[Opening Data for analysis section]
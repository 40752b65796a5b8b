//! Teapots with random materials from a texture pack, seen through a first person camera.
//!
//! Keys:
//!
//! - Arrows move the camera; dragging with the primary button turns it.
//! - `R` picks a new layout.
//! - `1` to `4` switch the lights on and off.

use crate::{
  shaders::BuiltinShader,
  shared::{
    begin_frame, load_matrices, load_mvp, seeded_rng, setup_render_state, upload_lights, Handled,
    OrbitView, LIGHT_COUNT,
  },
  Backend, DemoError, Example, Features, InputAction, LoopFeedback, PlatformServices,
};
use cgmath::{Point3, Vector3};
use ngl::{
  camera::{CameraMovement, FirstPersonCamera},
  context::GraphicsContext,
  math::aspect,
  primitives::Primitives,
  shader::ShaderLib,
  texture_pack::{LoadedTexturePack, TexturePack},
  transform::Transform,
};
use rand::{rngs::StdRng, seq::SliceRandom, Rng, SeedableRng};

const PACK: &str = "texturepack.json";

const FLOOR_MATERIAL: &str = "greasy";

const LIGHT_POSITIONS: [[f32; 3]; LIGHT_COUNT] = [
  [-5., 4., -5.],
  [5., 4., -5.],
  [-5., 4., 5.],
  [5., 4., 5.],
];

const LIGHT_POWER: f32 = 250.;

/// Seconds of travel a single arrow key event is worth.
const KEY_STEP: f32 = 0.1;

const SAMPLERS: [(&str, i32); 5] = [
  ("albedoMap", 0),
  ("normalMap", 1),
  ("metallicMap", 2),
  ("roughnessMap", 3),
  ("aoMap", 4),
];

/// Teapot coordinates along each axis: from -10 up to 10 excluded, every 1.6.
fn grid() -> Vec<f32> {
  (0..)
    .map(|i| -10. + 1.6 * i as f32)
    .take_while(|x| *x < 10.)
    .collect()
}

/// Column-major rotation of texture coordinates.
fn texture_rotation(degrees: f32) -> [[f32; 2]; 2] {
  let (s, c) = degrees.to_radians().sin_cos();
  [[c, s], [-s, c]]
}

fn light_colours(on: &[bool; LIGHT_COUNT]) -> [[f32; 3]; LIGHT_COUNT] {
  let mut colours = [[0.; 3]; LIGHT_COUNT];

  for (colour, on) in colours.iter_mut().zip(on) {
    if *on {
      *colour = [LIGHT_POWER; 3];
    }
  }

  colours
}

pub struct LocalExample {
  view: OrbitView,
  camera: FirstPersonCamera,
  shaders: ShaderLib<Backend>,
  primitives: Primitives<Backend>,
  pack: LoadedTexturePack<Backend>,
  materials: Vec<String>,
  floor: String,
  rng: StdRng,
  seed: u64,
  lights: [bool; LIGHT_COUNT],
  dragging: bool,
  cursor: Option<[f32; 2]>,
}

impl Example for LocalExample {
  fn features() -> Features {
    Features::none().meshes().texture_pack(PACK)
  }

  fn bootstrap(
    platform: &mut impl PlatformServices,
    context: &mut impl GraphicsContext<Backend = Backend>,
  ) -> Result<Self, DemoError> {
    setup_render_state(context);
    let backend = context.backend();

    let root = platform
      .texture_root()
      .ok_or(DemoError::MissingAsset("texture directory"))?;
    let description = TexturePack::from_path(root.join(PACK))?;
    let pack = description.load(backend, root);

    let materials: Vec<_> = description
      .materials()
      .iter()
      .map(|m| m.material.clone())
      .collect();
    let floor = match materials.iter().find(|m| *m == FLOOR_MATERIAL) {
      Some(m) => m.clone(),
      None => materials
        .first()
        .cloned()
        .ok_or(DemoError::MissingAsset("texture pack material"))?,
    };

    let mut shaders = ShaderLib::new();
    BuiltinShader::Colour.load(&mut shaders, backend)?;
    BuiltinShader::PbrTexture.load(&mut shaders, backend)?;

    shaders.use_program(backend, BuiltinShader::PbrTexture.name())?;
    for &(sampler, unit) in SAMPLERS.iter() {
      shaders.set_uniform(backend, sampler, unit)?;
    }
    shaders.set_uniform(backend, "exposure", 1f32)?;
    shaders.print_registered_uniforms(backend, BuiltinShader::PbrTexture.name())?;

    let mut primitives = Primitives::new();
    primitives.load_default_primitives(backend, platform.mesh_root())?;
    primitives.create_sphere(backend, "sphere", 0.5, 40)?;
    primitives.create_triangle_plane(backend, "floor", 30., 30., 10, 10, Vector3::unit_y())?;

    let eye = Point3::new(0., 5., 13.);
    let mut camera = FirstPersonCamera::new(eye, Point3::new(0., 0., 0.), Vector3::unit_y(), 45.);
    camera.set_clip_planes(0.05, 350.);

    let mut rng = seeded_rng(platform);
    let seed = rng.gen();

    Ok(LocalExample {
      view: OrbitView::new(eye, 0.05, 350.),
      camera,
      shaders,
      primitives,
      pack,
      materials,
      floor,
      rng,
      seed,
      lights: [true; LIGHT_COUNT],
      dragging: false,
      cursor: None,
    })
  }

  fn render_frame(
    mut self,
    _: f32,
    actions: impl Iterator<Item = InputAction>,
    context: &mut impl GraphicsContext<Backend = Backend>,
  ) -> Result<LoopFeedback<Self>, DemoError> {
    for action in actions {
      match action {
        InputAction::Forward => self.camera.process_key(CameraMovement::Forward, KEY_STEP),
        InputAction::Backward => self.camera.process_key(CameraMovement::Backward, KEY_STEP),
        InputAction::Left => self.camera.process_key(CameraMovement::Left, KEY_STEP),
        InputAction::Right => self.camera.process_key(CameraMovement::Right, KEY_STEP),

        InputAction::Key('r') => {
          self.seed = self.rng.gen();
          log::info!("new layout seed: {}", self.seed);
        }

        InputAction::Key(c @ '1'..='4') => {
          let light = c as usize - '1' as usize;
          self.lights[light] = !self.lights[light];
          log::debug!("light {} on: {}", light + 1, self.lights[light]);
        }

        InputAction::PrimaryPressed => self.dragging = true,
        InputAction::PrimaryReleased => self.dragging = false,

        InputAction::CursorMoved { x, y } => {
          if let (true, Some([px, py])) = (self.dragging, self.cursor) {
            self.camera.process_mouse_movement(x - px, py - y);
          }

          self.cursor = Some([x, y]);
        }

        _ => (),
      }

      if self.view.handle(&action, context) == Handled::Exit {
        return Ok(LoopFeedback::Exit);
      }
    }

    begin_frame(context, self.view.size());
    let backend = context.backend();

    let [w, h] = self.view.size();
    let view = self.camera.view();
    let project = self.camera.projection(aspect(w, h));
    let mut tx = Transform::new();

    // lights
    self
      .shaders
      .use_program(backend, BuiltinShader::Colour.name())?;
    self.shaders.set_uniform(backend, "Colour", [1f32; 4])?;

    for &[x, y, z] in LIGHT_POSITIONS.iter() {
      tx.set_position(x, y, z);
      load_mvp(
        &mut self.shaders,
        backend,
        self.view.mouse_tx() * tx.matrix(),
        view,
        project,
      )?;
      self.primitives.draw(backend, "sphere")?;
    }

    self
      .shaders
      .use_program(backend, BuiltinShader::PbrTexture.name())?;
    upload_lights(
      &mut self.shaders,
      backend,
      &LIGHT_POSITIONS,
      &light_colours(&self.lights),
    )?;
    self
      .shaders
      .set_uniform(backend, "camPos", self.camera.eye())?;

    // the same seed gives the same layout every frame
    let mut layout = StdRng::seed_from_u64(self.seed);
    let grid = grid();

    for &z in grid.iter() {
      for &x in grid.iter() {
        if let Some(material) = self.materials.choose(&mut layout) {
          self.pack.activate(backend, material)?;
        }

        tx.reset();
        tx.set_position(x, 0., z);
        tx.set_rotation(0., layout.gen_range(0f32..360.), 0.);

        self.shaders.set_uniform(
          backend,
          "textureRotation",
          texture_rotation(layout.gen_range(-180f32..180.)),
        )?;
        load_matrices(&mut self.shaders, backend, tx.matrix(), view, project)?;
        self.primitives.draw(backend, "teapot")?;
      }
    }

    self.pack.activate(backend, &self.floor)?;
    tx.reset();
    tx.set_position(0., -0.5, 0.);
    self
      .shaders
      .set_uniform(backend, "textureRotation", texture_rotation(0.))?;
    load_matrices(&mut self.shaders, backend, tx.matrix(), view, project)?;
    self.primitives.draw(backend, "floor")?;

    Ok(LoopFeedback::Continue(self))
  }
}

#[cfg(test)]
mod tests {
  use super::*;

  #[test]
  fn grid_spans_thirteen_teapots() {
    let grid = grid();

    assert_eq!(grid.len(), 13);
    assert_eq!(grid[0], -10.);
    assert!((grid[12] - 9.2).abs() < 1e-4);
  }

  #[test]
  fn texture_rotations() {
    assert_eq!(texture_rotation(0.), [[1., 0.], [0., 1.]]);

    let [[c, s], [ms, c2]] = texture_rotation(90.);
    assert!(c.abs() < 1e-6 && c2.abs() < 1e-6);
    assert!((s - 1.).abs() < 1e-6);
    assert!((ms + 1.).abs() < 1e-6);
  }

  #[test]
  fn switched_off_lights_are_black() {
    let colours = light_colours(&[true, false, true, false]);

    assert_eq!(colours[0], [250.; 3]);
    assert_eq!(colours[1], [0.; 3]);
    assert_eq!(colours[2], [250.; 3]);
  }
}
[Closing Data for analysis section]
# Task details
The lines from the top of the data above down to the line containing "fn grid() ->" are to be copied exactly; no other line should appear.

# Response area
repository 40752b65796a5b8b
//! Teapots with random materials from a texture pack, seen through a first person camera.
//!
//! Keys:
//!
//! - Arrows move the camera; dragging with the primary button turns it.
//! - `R` picks a new layout.
//! - `1` to `4` switch the lights on and off.

use crate::{
  shaders::BuiltinShader,
  shared::{
    begin_frame, load_matrices, load_mvp, seeded_rng, setup_render_state, upload_lights, Handled,
    OrbitView, LIGHT_COUNT,
  },
  Backend, DemoError, Example, Features, InputAction, LoopFeedback, PlatformServices,
};
use cgmath::{Point3, Vector3};
use ngl::{
  camera::{CameraMovement, FirstPersonCamera},
  context::GraphicsContext,
  math::aspect,
  primitives::Primitives,
  shader::ShaderLib,
  texture_pack::{LoadedTexturePack, TexturePack},
  transform::Transform,
};
use rand::{rngs::StdRng, seq::SliceRandom, Rng, SeedableRng};

const PACK: &str = "texturepack.json";

const FLOOR_MATERIAL: &str = "greasy";

const LIGHT_POSITIONS: [[f32; 3]; LIGHT_COUNT] = [
  [-5., 4., -5.],
  [5., 4., -5.],
  [-5., 4., 5.],
  [5., 4., 5.],
];

const LIGHT_POWER: f32 = 250.;

/// Seconds of travel a single arrow key event is worth.
const KEY_STEP: f32 = 0.1;

const SAMPLERS: [(&str, i32); 5] = [
  ("albedoMap", 0),
  ("normalMap", 1),
  ("metallicMap", 2),
  ("roughnessMap", 3),
  ("aoMap", 4),
];

/// Teapot coordinates along each axis: from -10 up to 10 excluded, every 1.6.
fn grid() -> Vec<f32> {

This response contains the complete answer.